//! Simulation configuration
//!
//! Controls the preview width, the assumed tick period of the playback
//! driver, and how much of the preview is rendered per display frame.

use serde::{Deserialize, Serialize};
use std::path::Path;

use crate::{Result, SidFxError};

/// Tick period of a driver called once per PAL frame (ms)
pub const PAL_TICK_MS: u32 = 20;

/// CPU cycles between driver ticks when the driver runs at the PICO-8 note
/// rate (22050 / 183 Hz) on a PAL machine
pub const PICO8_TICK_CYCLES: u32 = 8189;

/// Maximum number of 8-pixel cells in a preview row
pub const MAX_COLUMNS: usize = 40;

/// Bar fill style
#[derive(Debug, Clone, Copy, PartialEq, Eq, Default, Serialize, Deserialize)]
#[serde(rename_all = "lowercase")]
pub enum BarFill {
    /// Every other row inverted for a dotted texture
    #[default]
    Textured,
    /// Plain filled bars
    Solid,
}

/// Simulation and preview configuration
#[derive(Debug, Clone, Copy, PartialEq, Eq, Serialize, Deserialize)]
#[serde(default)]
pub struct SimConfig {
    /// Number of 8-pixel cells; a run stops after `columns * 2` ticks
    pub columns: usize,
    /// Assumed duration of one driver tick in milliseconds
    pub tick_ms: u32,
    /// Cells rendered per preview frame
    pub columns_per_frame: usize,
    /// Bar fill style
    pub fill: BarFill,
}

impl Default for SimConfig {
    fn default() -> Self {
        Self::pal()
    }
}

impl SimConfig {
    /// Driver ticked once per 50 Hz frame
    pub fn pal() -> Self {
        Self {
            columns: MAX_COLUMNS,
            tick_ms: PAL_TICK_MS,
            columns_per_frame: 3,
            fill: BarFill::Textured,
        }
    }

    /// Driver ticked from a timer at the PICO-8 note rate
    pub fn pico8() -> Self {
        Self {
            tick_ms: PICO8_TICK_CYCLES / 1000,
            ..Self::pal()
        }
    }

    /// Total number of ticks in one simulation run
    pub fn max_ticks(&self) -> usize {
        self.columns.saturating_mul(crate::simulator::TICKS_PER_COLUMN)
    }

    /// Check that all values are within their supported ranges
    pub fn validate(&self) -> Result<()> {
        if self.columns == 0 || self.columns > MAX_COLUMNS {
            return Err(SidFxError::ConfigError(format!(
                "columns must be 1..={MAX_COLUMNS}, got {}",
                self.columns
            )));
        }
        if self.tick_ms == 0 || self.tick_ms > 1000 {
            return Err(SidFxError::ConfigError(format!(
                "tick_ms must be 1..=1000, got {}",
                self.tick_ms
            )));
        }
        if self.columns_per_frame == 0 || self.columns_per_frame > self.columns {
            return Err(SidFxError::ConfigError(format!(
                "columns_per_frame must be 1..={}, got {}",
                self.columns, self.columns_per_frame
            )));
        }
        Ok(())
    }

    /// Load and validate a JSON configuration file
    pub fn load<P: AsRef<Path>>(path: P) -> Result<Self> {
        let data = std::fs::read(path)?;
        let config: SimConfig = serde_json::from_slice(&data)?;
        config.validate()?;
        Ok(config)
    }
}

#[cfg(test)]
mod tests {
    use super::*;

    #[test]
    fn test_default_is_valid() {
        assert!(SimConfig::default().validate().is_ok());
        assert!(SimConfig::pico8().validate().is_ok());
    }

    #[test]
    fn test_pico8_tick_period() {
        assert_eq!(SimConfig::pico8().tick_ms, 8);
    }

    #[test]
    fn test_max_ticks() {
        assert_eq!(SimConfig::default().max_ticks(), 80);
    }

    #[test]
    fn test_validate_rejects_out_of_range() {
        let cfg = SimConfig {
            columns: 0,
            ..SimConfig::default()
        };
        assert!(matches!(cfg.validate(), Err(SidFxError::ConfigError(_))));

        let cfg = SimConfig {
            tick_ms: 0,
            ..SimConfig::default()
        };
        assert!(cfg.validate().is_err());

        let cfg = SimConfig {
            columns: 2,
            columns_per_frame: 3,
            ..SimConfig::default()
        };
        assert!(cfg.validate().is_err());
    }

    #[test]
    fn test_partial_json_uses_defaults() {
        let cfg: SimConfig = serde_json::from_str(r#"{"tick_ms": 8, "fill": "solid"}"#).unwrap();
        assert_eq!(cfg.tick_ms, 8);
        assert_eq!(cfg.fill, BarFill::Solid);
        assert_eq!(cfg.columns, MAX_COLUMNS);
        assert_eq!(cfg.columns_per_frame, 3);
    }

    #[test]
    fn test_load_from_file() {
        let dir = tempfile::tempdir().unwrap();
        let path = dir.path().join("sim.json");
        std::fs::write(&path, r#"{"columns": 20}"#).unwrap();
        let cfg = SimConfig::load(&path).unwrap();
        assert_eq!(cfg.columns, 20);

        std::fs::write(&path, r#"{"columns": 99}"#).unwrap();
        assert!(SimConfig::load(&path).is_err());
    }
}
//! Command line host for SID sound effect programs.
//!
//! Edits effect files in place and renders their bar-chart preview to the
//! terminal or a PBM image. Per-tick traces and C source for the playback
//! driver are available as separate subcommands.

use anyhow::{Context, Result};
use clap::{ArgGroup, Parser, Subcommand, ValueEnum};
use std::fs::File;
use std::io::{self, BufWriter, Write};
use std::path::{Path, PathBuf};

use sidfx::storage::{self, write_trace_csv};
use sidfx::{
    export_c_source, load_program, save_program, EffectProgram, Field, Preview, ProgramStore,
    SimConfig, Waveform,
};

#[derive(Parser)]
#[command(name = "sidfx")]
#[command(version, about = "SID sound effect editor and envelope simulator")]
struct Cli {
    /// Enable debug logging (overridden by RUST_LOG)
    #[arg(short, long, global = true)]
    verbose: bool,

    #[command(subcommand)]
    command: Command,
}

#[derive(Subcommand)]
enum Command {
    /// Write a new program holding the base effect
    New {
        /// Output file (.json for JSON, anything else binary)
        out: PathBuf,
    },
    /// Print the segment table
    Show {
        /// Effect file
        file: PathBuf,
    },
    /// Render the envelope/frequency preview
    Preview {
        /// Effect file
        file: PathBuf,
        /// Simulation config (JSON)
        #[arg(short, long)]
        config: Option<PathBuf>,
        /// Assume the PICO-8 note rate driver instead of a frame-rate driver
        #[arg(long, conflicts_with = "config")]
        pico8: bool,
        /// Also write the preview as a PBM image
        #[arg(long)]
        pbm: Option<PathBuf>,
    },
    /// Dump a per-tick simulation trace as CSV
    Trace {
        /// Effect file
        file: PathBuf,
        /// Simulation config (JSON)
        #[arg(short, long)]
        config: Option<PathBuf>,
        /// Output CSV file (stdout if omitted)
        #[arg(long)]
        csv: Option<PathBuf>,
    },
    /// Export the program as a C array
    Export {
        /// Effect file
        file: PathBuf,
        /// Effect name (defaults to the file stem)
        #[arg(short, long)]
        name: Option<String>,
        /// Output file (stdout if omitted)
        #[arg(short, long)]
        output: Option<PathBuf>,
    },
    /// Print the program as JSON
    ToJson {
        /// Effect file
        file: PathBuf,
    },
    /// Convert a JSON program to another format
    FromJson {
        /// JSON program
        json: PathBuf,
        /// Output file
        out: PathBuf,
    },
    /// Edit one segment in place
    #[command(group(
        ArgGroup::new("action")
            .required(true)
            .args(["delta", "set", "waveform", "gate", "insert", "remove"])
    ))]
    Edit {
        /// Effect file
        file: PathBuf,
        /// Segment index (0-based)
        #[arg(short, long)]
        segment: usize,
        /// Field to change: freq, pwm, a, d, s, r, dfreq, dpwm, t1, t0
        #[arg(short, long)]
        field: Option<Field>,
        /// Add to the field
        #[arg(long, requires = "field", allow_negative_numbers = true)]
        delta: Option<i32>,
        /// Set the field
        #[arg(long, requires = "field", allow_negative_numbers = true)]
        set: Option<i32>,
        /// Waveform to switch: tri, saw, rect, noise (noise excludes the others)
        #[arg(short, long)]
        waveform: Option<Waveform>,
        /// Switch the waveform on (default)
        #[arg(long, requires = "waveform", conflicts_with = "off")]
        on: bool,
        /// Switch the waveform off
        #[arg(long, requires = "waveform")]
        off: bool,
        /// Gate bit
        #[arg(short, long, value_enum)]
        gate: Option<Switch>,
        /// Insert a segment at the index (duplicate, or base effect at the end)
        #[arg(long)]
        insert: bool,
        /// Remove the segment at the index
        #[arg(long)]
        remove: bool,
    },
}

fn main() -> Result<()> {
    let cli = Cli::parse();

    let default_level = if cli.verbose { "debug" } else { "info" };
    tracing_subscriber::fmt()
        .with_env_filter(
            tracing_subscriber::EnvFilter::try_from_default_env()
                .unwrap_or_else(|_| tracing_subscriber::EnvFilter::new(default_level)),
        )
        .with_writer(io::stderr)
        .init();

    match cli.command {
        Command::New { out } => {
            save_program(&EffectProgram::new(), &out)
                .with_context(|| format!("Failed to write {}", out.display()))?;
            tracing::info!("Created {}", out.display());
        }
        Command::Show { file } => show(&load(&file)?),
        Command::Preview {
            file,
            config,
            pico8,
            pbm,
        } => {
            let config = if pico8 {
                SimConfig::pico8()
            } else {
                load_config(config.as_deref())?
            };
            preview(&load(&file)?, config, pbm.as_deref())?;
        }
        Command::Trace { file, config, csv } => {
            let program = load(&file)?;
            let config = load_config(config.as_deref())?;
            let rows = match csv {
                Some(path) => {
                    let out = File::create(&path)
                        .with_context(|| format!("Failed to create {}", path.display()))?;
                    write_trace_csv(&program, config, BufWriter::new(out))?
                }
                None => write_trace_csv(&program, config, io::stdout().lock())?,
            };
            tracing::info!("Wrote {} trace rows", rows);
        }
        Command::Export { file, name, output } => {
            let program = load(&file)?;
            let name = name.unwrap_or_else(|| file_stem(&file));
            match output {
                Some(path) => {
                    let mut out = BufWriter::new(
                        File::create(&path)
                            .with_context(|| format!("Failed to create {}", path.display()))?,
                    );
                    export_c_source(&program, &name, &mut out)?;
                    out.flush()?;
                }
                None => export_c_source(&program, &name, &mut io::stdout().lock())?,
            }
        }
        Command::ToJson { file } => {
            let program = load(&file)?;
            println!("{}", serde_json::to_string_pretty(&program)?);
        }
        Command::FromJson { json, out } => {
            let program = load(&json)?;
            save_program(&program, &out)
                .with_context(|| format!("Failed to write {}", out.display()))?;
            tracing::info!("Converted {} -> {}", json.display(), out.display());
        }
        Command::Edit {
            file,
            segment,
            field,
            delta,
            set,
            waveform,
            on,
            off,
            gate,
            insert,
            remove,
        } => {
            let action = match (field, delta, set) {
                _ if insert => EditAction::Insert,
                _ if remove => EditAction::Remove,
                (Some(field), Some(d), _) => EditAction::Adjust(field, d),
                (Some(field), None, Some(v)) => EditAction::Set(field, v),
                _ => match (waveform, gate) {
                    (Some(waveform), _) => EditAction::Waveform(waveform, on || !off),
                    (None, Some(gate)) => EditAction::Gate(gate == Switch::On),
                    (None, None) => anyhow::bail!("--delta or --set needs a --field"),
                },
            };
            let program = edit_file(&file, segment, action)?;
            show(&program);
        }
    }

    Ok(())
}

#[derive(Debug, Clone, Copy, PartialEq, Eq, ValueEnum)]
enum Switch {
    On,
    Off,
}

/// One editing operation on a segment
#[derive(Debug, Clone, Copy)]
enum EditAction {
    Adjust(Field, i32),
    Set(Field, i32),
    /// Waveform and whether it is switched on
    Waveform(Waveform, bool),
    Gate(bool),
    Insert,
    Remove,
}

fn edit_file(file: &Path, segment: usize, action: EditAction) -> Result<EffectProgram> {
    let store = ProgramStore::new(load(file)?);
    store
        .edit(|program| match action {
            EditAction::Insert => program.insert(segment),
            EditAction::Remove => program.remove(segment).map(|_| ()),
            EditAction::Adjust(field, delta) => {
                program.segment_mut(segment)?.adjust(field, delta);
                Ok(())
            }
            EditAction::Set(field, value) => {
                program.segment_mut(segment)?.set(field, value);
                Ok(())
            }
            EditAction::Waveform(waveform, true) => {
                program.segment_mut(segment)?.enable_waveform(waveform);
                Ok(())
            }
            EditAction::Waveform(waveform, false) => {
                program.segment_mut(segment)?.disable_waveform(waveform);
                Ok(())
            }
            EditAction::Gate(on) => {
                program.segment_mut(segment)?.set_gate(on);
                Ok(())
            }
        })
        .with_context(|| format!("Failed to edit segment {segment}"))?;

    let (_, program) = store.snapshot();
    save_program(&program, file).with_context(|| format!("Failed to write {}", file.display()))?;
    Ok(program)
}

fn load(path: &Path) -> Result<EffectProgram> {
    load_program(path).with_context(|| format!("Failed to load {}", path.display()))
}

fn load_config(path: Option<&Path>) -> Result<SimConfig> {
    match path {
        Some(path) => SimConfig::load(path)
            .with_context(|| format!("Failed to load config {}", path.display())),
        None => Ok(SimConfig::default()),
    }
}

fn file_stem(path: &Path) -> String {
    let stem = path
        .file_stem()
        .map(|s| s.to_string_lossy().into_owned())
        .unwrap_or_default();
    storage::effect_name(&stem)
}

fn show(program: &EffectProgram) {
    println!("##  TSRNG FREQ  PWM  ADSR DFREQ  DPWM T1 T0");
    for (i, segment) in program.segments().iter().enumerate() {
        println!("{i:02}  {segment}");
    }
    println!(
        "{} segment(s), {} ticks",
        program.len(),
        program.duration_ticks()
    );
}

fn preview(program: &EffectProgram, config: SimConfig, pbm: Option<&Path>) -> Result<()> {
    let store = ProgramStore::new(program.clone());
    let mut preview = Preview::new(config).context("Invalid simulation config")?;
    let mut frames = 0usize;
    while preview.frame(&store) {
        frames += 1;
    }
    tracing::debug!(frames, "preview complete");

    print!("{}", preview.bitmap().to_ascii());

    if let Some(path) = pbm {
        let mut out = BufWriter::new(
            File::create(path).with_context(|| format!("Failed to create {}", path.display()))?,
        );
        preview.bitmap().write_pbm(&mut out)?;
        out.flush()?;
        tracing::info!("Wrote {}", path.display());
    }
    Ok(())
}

---------------

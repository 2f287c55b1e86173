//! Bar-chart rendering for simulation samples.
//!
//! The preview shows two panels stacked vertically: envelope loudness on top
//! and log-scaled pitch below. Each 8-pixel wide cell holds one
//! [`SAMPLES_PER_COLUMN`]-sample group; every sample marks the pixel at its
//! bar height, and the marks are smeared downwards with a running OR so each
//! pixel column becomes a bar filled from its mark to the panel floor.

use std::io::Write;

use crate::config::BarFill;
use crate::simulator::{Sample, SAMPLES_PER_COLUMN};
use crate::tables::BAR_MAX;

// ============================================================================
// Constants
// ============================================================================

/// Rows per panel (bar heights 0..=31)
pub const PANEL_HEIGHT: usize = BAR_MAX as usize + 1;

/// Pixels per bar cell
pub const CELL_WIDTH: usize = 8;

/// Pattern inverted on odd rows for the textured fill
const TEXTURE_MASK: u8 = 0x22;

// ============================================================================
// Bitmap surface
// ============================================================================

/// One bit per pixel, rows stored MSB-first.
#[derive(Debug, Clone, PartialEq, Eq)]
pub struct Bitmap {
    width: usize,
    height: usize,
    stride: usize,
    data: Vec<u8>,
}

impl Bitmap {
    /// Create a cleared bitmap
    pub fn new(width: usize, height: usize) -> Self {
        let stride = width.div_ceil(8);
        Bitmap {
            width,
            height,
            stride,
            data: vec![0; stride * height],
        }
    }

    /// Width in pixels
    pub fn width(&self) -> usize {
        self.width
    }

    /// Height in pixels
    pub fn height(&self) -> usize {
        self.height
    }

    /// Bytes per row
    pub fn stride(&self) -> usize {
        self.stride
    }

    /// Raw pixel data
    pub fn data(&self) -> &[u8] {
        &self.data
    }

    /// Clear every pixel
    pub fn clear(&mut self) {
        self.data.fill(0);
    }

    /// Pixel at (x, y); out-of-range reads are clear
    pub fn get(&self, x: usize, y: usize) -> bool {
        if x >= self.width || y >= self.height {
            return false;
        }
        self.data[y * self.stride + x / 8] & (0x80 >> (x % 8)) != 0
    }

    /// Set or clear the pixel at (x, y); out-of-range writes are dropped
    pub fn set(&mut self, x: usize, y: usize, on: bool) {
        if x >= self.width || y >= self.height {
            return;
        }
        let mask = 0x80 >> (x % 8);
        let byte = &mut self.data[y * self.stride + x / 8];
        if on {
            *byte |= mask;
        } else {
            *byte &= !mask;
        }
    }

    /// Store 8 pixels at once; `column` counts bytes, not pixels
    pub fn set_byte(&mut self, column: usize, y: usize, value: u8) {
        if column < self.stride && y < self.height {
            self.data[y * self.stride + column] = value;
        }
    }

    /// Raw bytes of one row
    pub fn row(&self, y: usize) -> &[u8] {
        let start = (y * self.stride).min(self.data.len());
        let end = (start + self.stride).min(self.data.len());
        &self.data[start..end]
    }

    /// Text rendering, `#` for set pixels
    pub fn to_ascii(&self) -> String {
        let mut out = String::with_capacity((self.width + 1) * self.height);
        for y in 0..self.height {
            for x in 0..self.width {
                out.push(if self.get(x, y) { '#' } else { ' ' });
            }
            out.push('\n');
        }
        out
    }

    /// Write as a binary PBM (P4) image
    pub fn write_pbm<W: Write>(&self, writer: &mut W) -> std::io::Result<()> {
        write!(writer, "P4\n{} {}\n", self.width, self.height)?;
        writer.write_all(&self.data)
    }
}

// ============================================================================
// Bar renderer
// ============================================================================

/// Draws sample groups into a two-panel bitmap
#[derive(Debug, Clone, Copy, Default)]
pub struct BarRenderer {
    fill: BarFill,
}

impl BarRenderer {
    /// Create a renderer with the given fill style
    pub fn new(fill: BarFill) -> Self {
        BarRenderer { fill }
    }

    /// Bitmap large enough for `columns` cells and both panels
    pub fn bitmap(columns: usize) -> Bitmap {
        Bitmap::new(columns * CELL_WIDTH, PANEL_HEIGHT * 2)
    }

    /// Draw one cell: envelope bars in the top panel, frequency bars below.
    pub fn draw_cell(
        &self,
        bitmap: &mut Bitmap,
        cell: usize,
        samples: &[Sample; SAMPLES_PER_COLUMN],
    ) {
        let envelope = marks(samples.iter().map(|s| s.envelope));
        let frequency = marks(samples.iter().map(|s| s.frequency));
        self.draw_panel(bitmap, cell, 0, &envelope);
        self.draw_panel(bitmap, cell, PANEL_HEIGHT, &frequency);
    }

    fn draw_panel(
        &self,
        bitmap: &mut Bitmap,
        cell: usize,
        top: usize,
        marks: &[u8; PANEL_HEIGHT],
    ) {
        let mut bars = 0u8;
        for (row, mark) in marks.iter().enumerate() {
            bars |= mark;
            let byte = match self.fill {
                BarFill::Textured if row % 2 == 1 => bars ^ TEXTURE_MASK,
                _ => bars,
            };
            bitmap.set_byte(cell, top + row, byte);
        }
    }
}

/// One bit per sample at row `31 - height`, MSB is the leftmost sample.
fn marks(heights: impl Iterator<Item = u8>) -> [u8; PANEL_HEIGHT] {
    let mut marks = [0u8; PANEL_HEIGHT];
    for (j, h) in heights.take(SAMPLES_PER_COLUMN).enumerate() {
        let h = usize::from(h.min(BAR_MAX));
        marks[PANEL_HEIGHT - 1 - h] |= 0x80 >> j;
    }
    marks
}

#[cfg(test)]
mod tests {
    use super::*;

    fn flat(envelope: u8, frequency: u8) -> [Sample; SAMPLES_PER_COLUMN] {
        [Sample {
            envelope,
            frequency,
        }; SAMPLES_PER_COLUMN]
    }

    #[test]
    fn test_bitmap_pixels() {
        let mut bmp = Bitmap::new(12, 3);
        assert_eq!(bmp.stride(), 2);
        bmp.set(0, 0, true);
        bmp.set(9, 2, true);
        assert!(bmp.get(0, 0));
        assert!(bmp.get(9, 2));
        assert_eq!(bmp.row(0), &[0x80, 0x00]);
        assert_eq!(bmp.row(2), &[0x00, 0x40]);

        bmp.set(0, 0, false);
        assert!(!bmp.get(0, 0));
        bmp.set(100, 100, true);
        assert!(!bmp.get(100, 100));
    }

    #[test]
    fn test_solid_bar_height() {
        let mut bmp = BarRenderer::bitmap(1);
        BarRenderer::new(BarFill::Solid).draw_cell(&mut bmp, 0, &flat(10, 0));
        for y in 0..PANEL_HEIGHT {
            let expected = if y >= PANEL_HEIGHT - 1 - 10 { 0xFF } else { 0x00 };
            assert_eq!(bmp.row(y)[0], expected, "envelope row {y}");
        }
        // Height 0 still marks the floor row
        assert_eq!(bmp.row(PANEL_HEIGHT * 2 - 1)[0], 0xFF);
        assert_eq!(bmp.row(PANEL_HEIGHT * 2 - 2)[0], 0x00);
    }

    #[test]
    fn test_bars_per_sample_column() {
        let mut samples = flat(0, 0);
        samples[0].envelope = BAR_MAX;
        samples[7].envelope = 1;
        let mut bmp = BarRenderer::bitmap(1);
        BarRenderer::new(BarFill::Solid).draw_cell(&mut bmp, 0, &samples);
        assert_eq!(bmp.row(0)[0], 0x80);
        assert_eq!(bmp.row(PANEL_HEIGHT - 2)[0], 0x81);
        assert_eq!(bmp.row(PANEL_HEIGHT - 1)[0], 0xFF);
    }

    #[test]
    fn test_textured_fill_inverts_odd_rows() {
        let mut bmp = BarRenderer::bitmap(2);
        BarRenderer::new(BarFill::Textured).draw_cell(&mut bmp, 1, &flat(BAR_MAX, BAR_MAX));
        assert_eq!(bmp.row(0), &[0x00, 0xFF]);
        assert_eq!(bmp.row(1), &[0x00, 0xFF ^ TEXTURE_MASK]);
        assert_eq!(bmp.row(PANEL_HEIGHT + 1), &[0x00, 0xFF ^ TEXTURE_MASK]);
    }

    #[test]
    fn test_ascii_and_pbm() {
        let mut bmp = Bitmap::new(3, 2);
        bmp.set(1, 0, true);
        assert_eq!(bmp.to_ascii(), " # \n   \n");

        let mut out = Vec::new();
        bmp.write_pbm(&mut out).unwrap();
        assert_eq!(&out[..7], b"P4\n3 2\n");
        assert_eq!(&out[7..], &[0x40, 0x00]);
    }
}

---------------

### Work item
Where the listing above has a line with "Set the field", start there, and output every line exactly through the line with "waveform on (default)", which is also included.

### Answer to the problem
        /// Set the field
        #[arg(long, requires = "field", allow_negative_numbers = true)]
        set: Option<i32>,
        /// Waveform to switch: tri, saw, rect, noise (noise excludes the others)
        #[arg(short, long)]
        waveform: Option<Waveform>,
        /// Switch the waveform on (default)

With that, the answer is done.